GW Law is forming a partnership with an animal advocacy nonprofit to make animal law a stand-alone legal discipline.
Law school faculty said the Animal Legal Education Initiative will partner with the Animal Legal Defense Fund to introduce a series of courses, four new fellowships, training programs and a clinic on legislative animal law during a five-year span. The type of law includes any legal practice involving animals and is an interdisciplinary study that can be applied to practices like environmental and family law, where pets and agricultural animals can be the subject of a ruling.
Stacey Gordon Sterling, the director of animal law at the Animal Legal Defense Fund, said GW will work to expand fellowships and faculty training to increase law professorships. She said the initiative sets the law school apart from flagship animal law programs like those at Harvard and Yale universities that focus on scholarship.
“We need attorneys that have had animal law courses and experience and can hit the ground running well,” she said. “The only way we’re going to have those attorneys is if animal law is integrated across the country into law school curriculums.”
GW Law currently offers six animal law courses with two professors and three professorial lecturers in the field.
Sterling said the law school and Animal Legal Defense Fund have created a five-year plan and raised enough money to fund a new assistant dean position through the initiative, but the partnership will need to raise between $5 million and $10 million to launch the clinic and grow the curriculum – a roughly three-year process. She said the initiative would need to fundraise in new markets beyond regular sources like the defense fund and other organizations, like general legal education organizations.

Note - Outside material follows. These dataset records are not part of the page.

use ratatui::buffer::Buffer;
use ratatui::layout::Rect;
use ratatui::style::{Color, Modifier, Style};
use ratatui::text::{Line, Span};
use ratatui::widgets::{Block, Borders, Clear, Padding, Paragraph, Widget};

use crate::layout::{BoundingBox, Vector2};

use super::raster::CellRect;

const PANEL_WIDTH: u16 = 30;

/// Figures shown by the debug panel.
#[derive(Debug, Clone, Copy, PartialEq, Default)]
pub struct DebugInfo {
    pub elements: usize,
    pub commands: usize,
    pub char_budget: usize,
    pub font_size: u16,
    pub scroll_offset: f32,
    pub frame_ms: f64,
    pub hovered: Option<BoundingBox>,
    pub pointer: Option<Vector2>,
    pub pointer_down: bool,
}

impl DebugInfo {
    fn lines(&self) -> Vec<Line<'static>> {
        let label = Style::default().fg(Color::Indexed(245));
        let row = |name: &'static str, value: String| {
            Line::from(vec![
                Span::styled(format!("{name:<10}"), label),
                Span::styled(value, Style::default().add_modifier(Modifier::BOLD)),
            ])
        };
        vec![
            row("elements", self.elements.to_string()),
            row("commands", self.commands.to_string()),
            row("budget", self.char_budget.to_string()),
            row("font", self.font_size.to_string()),
            row("scroll", format!("{:.1}", self.scroll_offset)),
            row("frame", format!("{:.2} ms", self.frame_ms)),
            row("pointer", self.pointer_label()),
        ]
    }

    fn pointer_label(&self) -> String {
        match self.pointer {
            Some(p) if self.pointer_down => format!("{:.0},{:.0} down", p.x, p.y),
            Some(p) => format!("{:.0},{:.0}", p.x, p.y),
            None => "-".to_string(),
        }
    }
}

/// Draw the debug panel in the top-right corner and outline the hovered
/// element.
pub fn render_debug_overlay(info: &DebugInfo, buf: &mut Buffer) {
    let area = buf.area;

    if let Some(bounds) = info.hovered {
        let rect = CellRect::from_bounds(&bounds).intersect(CellRect::from_area(area));
        if let (false, Ok(x), Ok(y)) = (rect.is_empty(), u16::try_from(rect.x0), u16::try_from(rect.y0)) {
            Block::default()
                .borders(Borders::ALL)
                .border_style(Style::default().fg(Color::Magenta))
                .render(Rect::new(x, y, rect.width(), rect.height()), buf);
        }
    }

    let lines = info.lines();
    let height = u16::try_from(lines.len()).unwrap_or(u16::MAX).saturating_add(2);
    let width = PANEL_WIDTH.min(area.width);
    let panel = Rect::new(
        area.right().saturating_sub(width),
        area.y,
        width,
        height.min(area.height),
    );
    let block = Block::default()
        .title("Debug")
        .borders(Borders::ALL)
        .padding(Padding::horizontal(1))
        .style(Style::default().bg(Color::Black).fg(Color::White));
    Clear.render(panel, buf);
    Paragraph::new(lines).block(block).render(panel, buf);
}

Sterling said animal law programs should expand to meet the influx of cases in recent years, a result of growing public concern for animal rights and climate change. She said GW’s program will focus on court case and litigation training for law faculty and students to improve their exposure to the field.
“I think this one is even more focused on practice, getting in experience and getting to practice for the teachers but also for the students,” she said.

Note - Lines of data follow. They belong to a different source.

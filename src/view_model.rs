//! Derived view: filtering, sorting, and aggregate statistics.
//!
//! [`build_view_model`] is a pure function of the repository collection and
//! the user-selected criteria; [`ViewModelCache`] memoizes it so the view is
//! only recomputed when the collection or the criteria actually change.

use crate::models::Repo;
use serde::{Deserialize, Serialize};
use std::cmp::Ordering;
use std::collections::BTreeSet;

/// Sort order for the repository list.
#[derive(Debug, Clone, Copy, Default, PartialEq, Eq, Serialize, Deserialize)]
#[serde(rename_all = "snake_case")]
pub enum SortKey {
    /// Most recently updated first (the default)
    #[default]
    Updated,
    /// Most starred first
    Stars,
    /// Name, ascending
    Name,
}

/// User-selected language filter and sort key.
#[derive(Debug, Clone, Default, PartialEq, Eq, Serialize, Deserialize)]
pub struct FilterCriteria {
    /// Language to keep; empty string means no filter
    pub language: String,
    pub sort: SortKey,
}

impl FilterCriteria {
    /// Keep only repositories whose primary language is `language`.
    pub fn with_language(mut self, language: impl Into<String>) -> Self {
        self.language = language.into();
        self
    }

    pub fn with_sort(mut self, sort: SortKey) -> Self {
        self.sort = sort;
        self
    }
}

/// The derived structure the presentation layer renders.
///
/// `repos` reflects the active filter and sort; `languages` and the totals
/// are computed over the full unfiltered collection, so the facet list and
/// the header statistics always describe the whole profile.
#[derive(Debug, Clone, Default, PartialEq)]
pub struct ViewModel {
    /// Filtered, sorted repository sequence
    pub repos: Vec<Repo>,
    /// Every distinct language in the full collection, sorted ascending
    pub languages: Vec<String>,
    /// Star total over the full collection
    pub total_stars: u64,
    /// Fork total over the full collection
    pub total_forks: u64,
}

/// Build the view model for a repository collection and criteria.
///
/// Pure and deterministic: equal inputs always produce equal output. An
/// empty collection or a filter matching nothing yields empty results, not
/// an error.
pub fn build_view_model(repos: &[Repo], criteria: &FilterCriteria) -> ViewModel {
    let mut filtered: Vec<Repo> = repos
        .iter()
        .filter(|repo| {
            criteria.language.is_empty()
                || repo.language.as_deref() == Some(criteria.language.as_str())
        })
        .cloned()
        .collect();

    // Vec::sort_by is stable: ties keep their relative order from the input.
    match criteria.sort {
        SortKey::Updated => filtered.sort_by(|a, b| b.updated_at.cmp(&a.updated_at)),
        SortKey::Stars => filtered.sort_by(|a, b| b.stargazers_count.cmp(&a.stargazers_count)),
        SortKey::Name => filtered.sort_by(|a, b| compare_names(&a.name, &b.name)),
    }

    let languages: Vec<String> = repos
        .iter()
        .filter_map(|repo| repo.language.clone())
        .collect::<BTreeSet<String>>()
        .into_iter()
        .collect();

    let total_stars = repos.iter().map(|repo| repo.stargazers_count).sum();
    let total_forks = repos.iter().map(|repo| repo.forks_count).sum();

    ViewModel {
        repos: filtered,
        languages,
        total_stars,
        total_forks,
    }
}

/// Caseless name comparison, exact bytes as tie-break.
fn compare_names(a: &str, b: &str) -> Ordering {
    a.to_lowercase()
        .cmp(&b.to_lowercase())
        .then_with(|| a.cmp(b))
}

/// Equality-keyed cache around [`build_view_model`].
///
/// Keyed on the snapshot generation (collection identity) plus the criteria
/// value: the view is rebuilt only when one of the inputs changed.
#[derive(Debug, Default)]
pub struct ViewModelCache {
    key: Option<(u64, FilterCriteria)>,
    value: ViewModel,
}

impl ViewModelCache {
    pub fn new() -> Self {
        Self::default()
    }

    /// Return the cached view, rebuilding it if `generation` or `criteria`
    /// differ from the cached key.
    pub fn get_or_build(
        &mut self,
        generation: u64,
        repos: &[Repo],
        criteria: &FilterCriteria,
    ) -> &ViewModel {
        let key = (generation, criteria.clone());
        if self.key.as_ref() != Some(&key) {
            self.value = build_view_model(repos, criteria);
            self.key = Some(key);
        }
        &self.value
    }
}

Animal law cases have made national headlines in recent years, notably in 2016 when a Cincinnati Zoo gorilla named Harambe was shot and killed after a toddler crawled into the pen in 2016, sparking outrage and fueling public demands for animal legal advocates to question its legality. National lawmakers also hoped the popularity surrounding the Netflix show “Tiger King” would rally support for a bipartisan bill introduced before the U.S. Senate to increase protection for large jungle cats like tigers and lions.
Joan Schaffner, an associate professor of animal law who serves as the law school initiative’s primary contact with the defense fund, said similar programs at other schools often only employ adjunct faculty who may teach one or two courses. Ze said the program would develop a discipline to “comprehensively” address animal law disparities like animal law policy and research, which are currently only addressed by programs at schools like Yale and Harvard universities.
“This initiative is designed to fill this void, devoted to animal law scholarship and education, while simultaneously providing opportunities for students to learn and practice animal law, affect policy and develop an animal law discipline more broadly,” Schaffner said.
Schaffner said the number of requests for assistance the Animal Legal Defense Fund’s Pro Bono Network has received has increased by about 341 percent in the first nine years of the program. Ze said animal law cases and discussion have increased in recent years with larger interest in the possible animal-related origins of diseases throughout the COVID-19 pandemic and the “exponential” growth of the vegan food industry and animal product alternatives.
Animal law experts said the program can highlight the interdisciplinary applications animal law has across the legal field including in the ongoing conversations about animals’ connection to climate change.
Mariann Sullivan, an adjunct professor of animal law at Cornell University, said the practice can be applied in a number of other fields of law like divorce law regarding custody disputes over pets, landlord tenant law concerning pet restrictions and tort law involving dog bites.
“Virtually any course you take in law school could have an animal law part to it because it touches so many areas,” Sullivan said. “There does seem to be a real focus on integrating it so that it isn’t just a small cohort of people advocating for animals, but that everybody comes to understand an important part of preserving our world and making it a good place to live.”
Penny Ellison, an adjunct professor of animal law at the University of Pennsylvania, said animal lawyers go head-to-head with a number of organizations and departments in their litigation. She cited animal law cases like the Animal Law Defense Fund argued against the Agriculture Department, as well as agriculture departments in cities and states, the National Park Service and private food companies like dairy company Tillamook.
“Between climate change and the rate of extinction of species, the need to get advocates ready to fight against the much better funded opposition is crucial,” she said in an email.